These adaptations are impressive, but let us not forget that mangrove forests include a wide diversity of life, including bacteria, sponges, crabs, insects, birds, mammals, seaweeds and mangrove seeds and seedlings. Mangrove trees support many of these organisms with their roots providing shelter from strong waves, hiding places from predators and a hard surface for animals to hold on to. By providing shelter from the waves, mangrove roots also encourage the settlement of fine sediment (i.e. mud), which provides habitat for burrowing species. Their seedlings, dead branches and dead leaves also provides food for many of the creatures on the forest floor.

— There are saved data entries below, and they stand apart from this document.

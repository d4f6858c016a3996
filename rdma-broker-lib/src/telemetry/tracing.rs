//! Logging setup (`telemetry.log_level`). `RUST_LOG` always wins over
//! the configured level, matching the override rule used elsewhere in this
//! codebase's tracing init.

pub fn init_tracing(log_level: &str) -> Result<(), Box<dyn std::error::Error + Send + Sync>> {
    let env_filter = tracing_subscriber::EnvFilter::try_from_default_env()
        .unwrap_or_else(|_| tracing_subscriber::EnvFilter::new(log_level));

    tracing_subscriber::fmt().with_env_filter(env_filter).try_init()?;
    Ok(())
}
mod metrics;
mod tracing;

pub use metrics::{serve as serve_metrics, Metrics, MetricsSnapshot};
pub use tracing::init_tracing;
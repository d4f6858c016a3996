use std::path::Path;

use crate::config::Config;
use crate::error::{BrokerError, Result};

pub fn validate_config(cfg: &Config) -> Result<()> {
    if !Path::new(&cfg.tls.cert_path).exists() {
        return Err(BrokerError::Config(format!(
            "certificate file not found: {}",
            cfg.tls.cert_path
        )));
    }
    if !Path::new(&cfg.tls.key_path).exists() {
        return Err(BrokerError::Config(format!("key file not found: {}", cfg.tls.key_path)));
    }

    let ceiling = cfg.capacity.mode.ceiling();
    if cfg.capacity.max_clients == 0 {
        return Err(BrokerError::Config("max_clients must be non-zero".to_string()));
    }
    if cfg.capacity.max_clients > ceiling {
        return Err(BrokerError::Config(format!(
            "max_clients ({}) exceeds the {:?} mode ceiling ({ceiling})",
            cfg.capacity.max_clients, cfg.capacity.mode
        )));
    }

    if cfg.cq_fanout == 0 {
        return Err(BrokerError::Config("cq_fanout must be non-zero".to_string()));
    }

    Ok(())
}
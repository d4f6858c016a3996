//! Host-only mock verbs backend. It exists only so the bring-up machine,
//! codec, and lifecycle logic are testable without RDMA hardware; it is not
//! part of the core design. Every call below succeeds immediately,
//! mirroring the original C `mock_rdma.c` behavior.
//!
//! Two mock contexts opened against the same [`MockFabric`] behave as if
//! wired together: `post_send`/`post_write` on one queue pair deliver bytes
//! directly into the peer queue pair's registered buffers and enqueue a
//! completion on the peer's receive CQ, which is enough to drive the
//! bring-up state machine and operation primitives end-to-end in a test
//! process with no real device.

use std::collections::{HashMap, VecDeque};
use std::sync::atomic::{AtomicU32, Ordering};
use std::sync::{Arc, Mutex};

use super::verbs::{
    AccessFlags, Completion, CompletionQueue, CompletionStatus, LinkLayer, MemoryRegion, PortAttr,
    ProtectionDomain, QueuePair, VerbsContext, VerbsProvider,
};
use crate::error::{BrokerError, Result};
use crate::protocol::EndpointDescriptor;

struct MockPeer {
    recv_buffer: Arc<Mutex<Vec<u8>>>,
    recv_cq: Arc<dyn CompletionQueue>,
}

#[derive(Default)]
struct FabricState {
    qp_counter: AtomicU32,
    rkey_counter: AtomicU32,
    peers: Mutex<HashMap<u32, MockPeer>>,
    mrs: Mutex<HashMap<u32, Arc<Mutex<Vec<u8>>>>>,
}

/// A shared loopback "wire" that two (or more) mock device contexts can be
/// opened against so their queue pairs can address one another. Tests create
/// one `MockFabric` per simulated network and one [`MockProvider`] per role.
#[derive(Default, Clone)]
pub struct MockFabric {
    state: Arc<FabricState>,
}

impl MockFabric {
    pub fn new() -> Self {
        Self::default()
    }
}

pub struct MockProvider {
    fabric: MockFabric,
}

impl MockProvider {
    pub fn new(fabric: MockFabric) -> Self {
        Self { fabric }
    }
}

impl VerbsProvider for MockProvider {
    fn open_default_device(&self) -> Result<Arc<dyn VerbsContext>> {
        Ok(Arc::new(MockContext { fabric: self.fabric.clone() }))
    }
}

struct MockContext {
    fabric: MockFabric,
}

impl VerbsContext for MockContext {
    fn query_port(&self) -> Result<PortAttr> {
        Ok(PortAttr { lid: 1, gid: [0xfe; 16], link_layer: LinkLayer::Ethernet })
    }

    fn alloc_pd(&self) -> Result<Arc<dyn ProtectionDomain>> {
        Ok(Arc::new(MockPd { fabric: self.fabric.clone() }))
    }

    fn create_cq(&self, capacity: usize) -> Result<Arc<dyn CompletionQueue>> {
        Ok(Arc::new(MockCq::new(capacity)))
    }

    fn create_qp(
        &self,
        _pd: &Arc<dyn ProtectionDomain>,
        send_cq: &Arc<dyn CompletionQueue>,
        recv_cq: &Arc<dyn CompletionQueue>,
        _recv_mr: &dyn MemoryRegion,
        recv_buffer: Arc<Mutex<Vec<u8>>>,
        _send_mr: &dyn MemoryRegion,
        send_buffer: Arc<Mutex<Vec<u8>>>,
    ) -> Result<Arc<dyn QueuePair>> {
        let qp_num = self.fabric.state.qp_counter.fetch_add(1, Ordering::Relaxed) + 1;

        self.fabric
            .state
            .peers
            .lock()
            .unwrap()
            .insert(qp_num, MockPeer { recv_buffer: recv_buffer.clone(), recv_cq: recv_cq.clone() });

        Ok(Arc::new(MockQp {
            fabric: self.fabric.clone(),
            qp_num,
            dest_qp_num: Mutex::new(None),
            send_buffer,
            send_cq: send_cq.clone(),
        }))
    }
}

struct MockPd {
    fabric: MockFabric,
}

impl ProtectionDomain for MockPd {
    fn register_mr(
        &self,
        buf: Arc<Mutex<Vec<u8>>>,
        _access: AccessFlags,
    ) -> Result<Box<dyn MemoryRegion>> {
        let rkey = self.fabric.state.rkey_counter.fetch_add(1, Ordering::Relaxed) + 1;
        let addr = Arc::as_ptr(&buf) as u64;
        self.fabric.state.mrs.lock().unwrap().insert(rkey, buf);
        Ok(Box::new(MockMr { rkey, addr }))
    }
}

struct MockMr {
    rkey: u32,
    addr: u64,
}

impl MemoryRegion for MockMr {
    fn rkey(&self) -> u32 {
        self.rkey
    }
    fn lkey(&self) -> u32 {
        self.rkey
    }
    fn addr(&self) -> u64 {
        self.addr
    }
}

pub struct MockCq {
    queue: Mutex<VecDeque<Completion>>,
    #[allow(dead_code)]
    capacity: usize,
}

impl MockCq {
    fn new(capacity: usize) -> Self {
        Self { queue: Mutex::new(VecDeque::new()), capacity }
    }
}

impl CompletionQueue for MockCq {
    fn poll(&self) -> Result<Option<Completion>> {
        Ok(self.queue.lock().unwrap().pop_front())
    }

    fn deliver(&self, completion: Completion) {
        self.queue.lock().unwrap().push_back(completion);
    }
}

struct MockQp {
    fabric: MockFabric,
    qp_num: u32,
    dest_qp_num: Mutex<Option<u32>>,
    send_buffer: Arc<Mutex<Vec<u8>>>,
    send_cq: Arc<dyn CompletionQueue>,
}

impl QueuePair for MockQp {
    fn qp_num(&self) -> u32 {
        self.qp_num
    }

    fn modify_to_init(&self, _access: AccessFlags) -> Result<()> {
        Ok(())
    }

    fn modify_to_rtr(&self, remote: &EndpointDescriptor, _link_layer: LinkLayer) -> Result<()> {
        *self.dest_qp_num.lock().unwrap() = Some(remote.qp_num);
        Ok(())
    }

    fn modify_to_rts(&self, _local_psn: u32) -> Result<()> {
        Ok(())
    }

    fn post_send(&self, buf: &[u8]) -> Result<()> {
        let dest = self
            .dest_qp_num
            .lock()
            .unwrap()
            .ok_or_else(|| BrokerError::StateTransition("post_send before RTR".to_string()))?;

        {
            let mut local = self.send_buffer.lock().unwrap();
            local.clear();
            local.extend_from_slice(buf);
        }

        let peers = self.fabric.state.peers.lock().unwrap();
        let peer = peers
            .get(&dest)
            .ok_or_else(|| BrokerError::CompletionError { status: "peer unreachable".to_string() })?;
        peer.recv_buffer.lock().unwrap().clone_from(&buf.to_vec());
        peer.recv_cq.deliver(Completion { status: CompletionStatus::Success, bytes: buf.len() });

        self.send_cq.deliver(Completion { status: CompletionStatus::Success, bytes: buf.len() });
        Ok(())
    }

    fn post_recv(&self) -> Result<()> {
        Ok(())
    }

    fn post_write(&self, buf: &[u8], _remote_addr: u64, rkey: u32) -> Result<()> {
        let target = {
            let mrs = self.fabric.state.mrs.lock().unwrap();
            mrs.get(&rkey).cloned()
        };
        let target = target.ok_or_else(|| {
            BrokerError::CompletionError { status: format!("unknown rkey {rkey}") }
        })?;
        target.lock().unwrap().clone_from(&buf.to_vec());
        self.send_cq.deliver(Completion { status: CompletionStatus::Success, bytes: buf.len() });
        Ok(())
    }
}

In some cases these organisms support the mangrove trees in return, supplying them with the nutrients that can be in short supply. Inside the previously mentioned ‘breathing tubes’ of black mangroves there are cultures of cyanobacteria (photosynthetic bacteria) which extract nitrogen gas from the air and convert into nitrate, an essential plant nutrient. Also, some species of giant sponge grow on mangrove roots and produce tiny rootlets to help them to extract nutrients from the surrounding soil. Animals not attached to the trees can also be helpful, for example burrowing mix up the sediment and gets oxygen deeper down in the sediment where it reacts with iron to produce ferric oxide, another essential plant nutrient.

Mangrove blog article image 2
Organisms that live with mangrove trees can be beneficial to their survival, such as cyanobacteria (left) in the root-like breathing tubes, giant sponges (middle) attached to the ends of mangrove roots and fiddler crabs (top right) which burrow in the mangrove sediment (bottom right) and mix it up.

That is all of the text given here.